How to create an effective naming convention for Microsoft Teams

Image of turquoise background with illustrated nametags and the office 365 logo

Naming conventions are a key part of any successful governance strategy. These best practices will help you create an effective Microsoft Teams naming policy.

If there’s one rule that all organizations moving to the cloud should remember, it’s this: Microsoft 365 isn’t a cloud-based version of a traditional IT environment.

Learning how to manage and get the most out of Microsoft 365 is as important—and often as difficult—as migration itself. And because users can, by default, create new teams without going through IT, Microsoft Teams poses its own unique set of governance challenges.

An effective cross-product governance strategy can help your tenant stay organized and secure. And a clearly defined Teams naming convention is one of the easiest ways to ease anxiety.


How to create an effective naming convention

Which team named “Sales” is actually active? And why is there a team called “pArTy123”?
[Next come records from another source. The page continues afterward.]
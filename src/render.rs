//! Terminal rendering of analysis results.

use analytics::{ConversionTiming, ImpactProjection, PowerEstimate, SegmentLift, TestResult};
use analyzer::{ExperimentReport, MetricResult};
use comfy_table::modifiers::UTF8_ROUND_CORNERS;
use comfy_table::presets::UTF8_FULL;
use comfy_table::{Cell, CellAlignment, ContentArrangement, Table};
use configuration::DesignSettings;

fn table(header: Vec<&str>) -> Table {
    let mut table = Table::new();
    table
        .load_preset(UTF8_FULL)
        .apply_modifier(UTF8_ROUND_CORNERS)
        .set_content_arrangement(ContentArrangement::Dynamic)
        .set_header(header);
    table
}

fn pct(rate: f64) -> String {
    format!("{:.2}%", rate * 100.0)
}

fn signed(value: f64) -> String {
    format!("{value:+.4}")
}

fn verdict(significant: bool) -> Cell {
    let text = if significant { "yes" } else { "no" };
    Cell::new(text).set_alignment(CellAlignment::Center)
}

pub fn power_table(estimate: &PowerEstimate) -> Table {
    let input = &estimate.input;
    let mut table = table(vec!["Baseline", "MDE", "n per arm", "Alpha", "Effect size", "Power"]);
    table.add_row(vec![
        Cell::new(pct(input.baseline_rate)),
        Cell::new(pct(input.minimum_detectable_effect)),
        Cell::new(input.sample_size_per_arm),
        Cell::new(input.alpha),
        Cell::new(format!("{:.4}", estimate.effect_size)),
        Cell::new(pct(estimate.power)),
    ]);
    table
}

pub fn sample_size_table(design: &DesignSettings, n: u64) -> Table {
    let mut table = table(vec!["Baseline", "MDE", "Alpha", "Target power", "n per arm", "Total"]);
    table.add_row(vec![
        Cell::new(pct(design.baseline_rate)),
        Cell::new(pct(design.minimum_detectable_effect)),
        Cell::new(design.alpha),
        Cell::new(pct(design.target_power)),
        Cell::new(n),
        Cell::new(n.saturating_mul(2)),
    ]);
    table
}

fn metric_row(result: &MetricResult) -> Vec<Cell> {
    let test: &TestResult = &result.test;
    let (low, high) = test.confidence_interval;
    vec![
        Cell::new(result.metric),
        Cell::new(format!("{:.4}", test.group_a.mean)),
        Cell::new(format!("{:.4}", test.group_b.mean)),
        Cell::new(signed(test.difference)),
        Cell::new(format!("[{}, {}]", signed(low), signed(high))),
        Cell::new(format!("{:.3}", test.statistic)),
        Cell::new(format!("{:.4}", test.p_value)),
        verdict(result.significant),
    ]
}

pub fn metrics_table(report: &ExperimentReport) -> Table {
    let ci = format!("{:.0}% CI", report.confidence_level * 100.0);
    let mut table = table(vec![
        "Metric", "Control", "Treatment", "Diff", ci.as_str(), "Statistic", "p-value", "Significant",
    ]);
    table.add_row(metric_row(&report.primary));
    for result in &report.secondary {
        table.add_row(metric_row(result));
    }
    for skipped in &report.skipped_metrics {
        table.add_row(vec![
            Cell::new(&skipped.name),
            Cell::new(format!("skipped: {}", skipped.reason)),
        ]);
    }
    table
}

pub fn segments_table(lifts: &[SegmentLift]) -> Table {
    let mut table = table(vec![
        "Segment", "n control", "n treatment", "Control", "Treatment", "Lift", "p-value",
    ]);
    for lift in lifts {
        let lift_pct = if lift.lift_defined {
            format!("{:+.2}%", lift.lift_pct)
        } else {
            "undefined".to_string()
        };
        let p_value = match (&lift.test, &lift.test_error) {
            (Some(test), _) => format!("{:.4}", test.p_value),
            (None, Some(reason)) => format!("untestable: {reason}"),
            (None, None) => "not tested".to_string(),
        };
        table.add_row(vec![
            Cell::new(&lift.segment),
            Cell::new(lift.control.n),
            Cell::new(lift.treatment.n),
            Cell::new(pct(lift.control.rate)),
            Cell::new(pct(lift.treatment.rate)),
            Cell::new(lift_pct),
            Cell::new(p_value),
        ]);
    }
    table
}

pub fn timing_table(timing: &[ConversionTiming]) -> Table {
    let mut table = table(vec!["Arm", "Dated converters", "Mean days", "Median days"]);
    for arm in timing {
        table.add_row(vec![
            Cell::new(arm.variant),
            Cell::new(arm.converters),
            Cell::new(format!("{:.1}", arm.mean_days)),
            Cell::new(format!("{:.1}", arm.median_days)),
        ]);
    }
    table
}

pub fn impact_table(impact: &ImpactProjection) -> Table {
    let mut table = table(vec![
        "Monthly trials", "Value / conversion", "Abs. lift", "Conversions / year", "Annual value",
    ]);
    table.add_row(vec![
        Cell::new(impact.monthly_trials),
        Cell::new(impact.value_per_conversion),
        Cell::new(signed(impact.absolute_lift)),
        Cell::new(impact.additional_conversions_per_year),
        Cell::new(impact.projected_annual_value),
    ]);
    table
}

pub fn print_report(report: &ExperimentReport) {
    println!("Run {} ({} users)", report.run_id, report.records);
    println!();
    println!("Design power");
    println!("{}", power_table(&report.power));

    let ratio = &report.sample_ratio;
    println!(
        "Arms: control {} / treatment {} (chi-square {:.3}, p = {:.4}){}",
        ratio.control,
        ratio.treatment,
        ratio.chi_square,
        ratio.p_value,
        if report.sample_ratio_mismatch { "  SAMPLE RATIO MISMATCH" } else { "" }
    );
    println!();
    println!("Metrics (alpha = {})", report.alpha);
    println!("{}", metrics_table(report));

    if !report.segments.is_empty() {
        println!("Segments");
        println!("{}", segments_table(&report.segments));
    }
    if !report.grid.is_empty() {
        println!("Channel x device");
        println!("{}", segments_table(&report.grid));
    }
    for skipped in &report.skipped_segments {
        println!("Skipped segment {}: {}", skipped.name, skipped.reason);
    }
    if !report.time_to_convert.is_empty() {
        println!("Time to convert");
        println!("{}", timing_table(&report.time_to_convert));
    }
    if let Some(impact) = &report.impact {
        println!("Projected impact");
        println!("{}", impact_table(impact));
    }
}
With a naming convention in place, you can figure out the function of each team—ultimately, making it easier to avoid duplicates and archive what you don’t need.

The good news? You can rely on good old-fashioned education and trust to implement and maintain an effective naming convention. And it will be equally effective whether you choose to enable team creation for all business users, or just a small pool of ‘power users’.

Avoid confusing characters

A team name should clearly define its function. That way, users can identify which team to use, and whether a team they think they need has already been created.

But in order for that to work, names should avoid confusing characters like . @ / & $. These impede the reader’s ability to quickly digest information, and deter duplicate names with only small variations—i.e. “Sales”, “Sa!es”, and “$ales”.

Create formal teams

Often, the best way to avoid users creating teams is to beat them to it. If a designated team already exists and users are encouraged to use it, they’re less likely to go ahead and make messy variations themselves.

This is particularly useful for departmental teams with obvious names like “HR” or “IT”. Centrally create and formally designate teams by team, department, or project—then block those names from being used, preventing duplication.

Block specific words

As mentioned above, banning specific words that are already in use ensures consistency and curbs duplication.

Once you’ve created your formal “HR” team, ban “HR” from being used in any future team names. Blocking specific words also prevents names containing profanity or generally unsavory language.

You can block specific words by enforcing a naming policy in your Entra ID—but you’ll need an Entra ID Premium P1 or Basic EDU license.

Otherwise, you can create a list of blocked words and phrases and include it your end user training and/or written governance policies.

Require pertinent information

Even if self-service provisioning is enabled, it’s crucial that other users and IT admin can quickly deduce a team’s function.

To do that, consider making a policy requiring certain information—such as department, company, office, country, title, or state—be included in each team name.

Consider making a policy requiring certain information—such as department, company, office, country, title, or state—be included in each team name.

This is another policy that can be set through your Entra ID if you have a premium license. If not, just make it a rule and write it down.

Avoid duplication of SharePoint site teams

Microsoft Teams may exist across the entire Microsoft 365 environment. But users will likely still understand and interact with IT based on individual apps.

Consider this example: let’s say you’ve got a dedicated SharePoint site for the HR department. An individual in HR might still be tempted to create a team to chat with their department—not knowing that it already exists.

This comes down to user education: you need to make users aware of the dangers of team duplication, and explicitly discourage teams from duplicating existing SharePoint sites into teams in Microsoft Teams.

IT governance: a multi-step process

It can be tempting for new Microsoft 365 admins to disable user team creation entirely. But self-service functionality is part of what makes cloud computing so great in the first place!

However you decide to manage team creation, implementing a clear naming convention is an effective way to keep your Microsoft 365 environment fresh and up-to-date.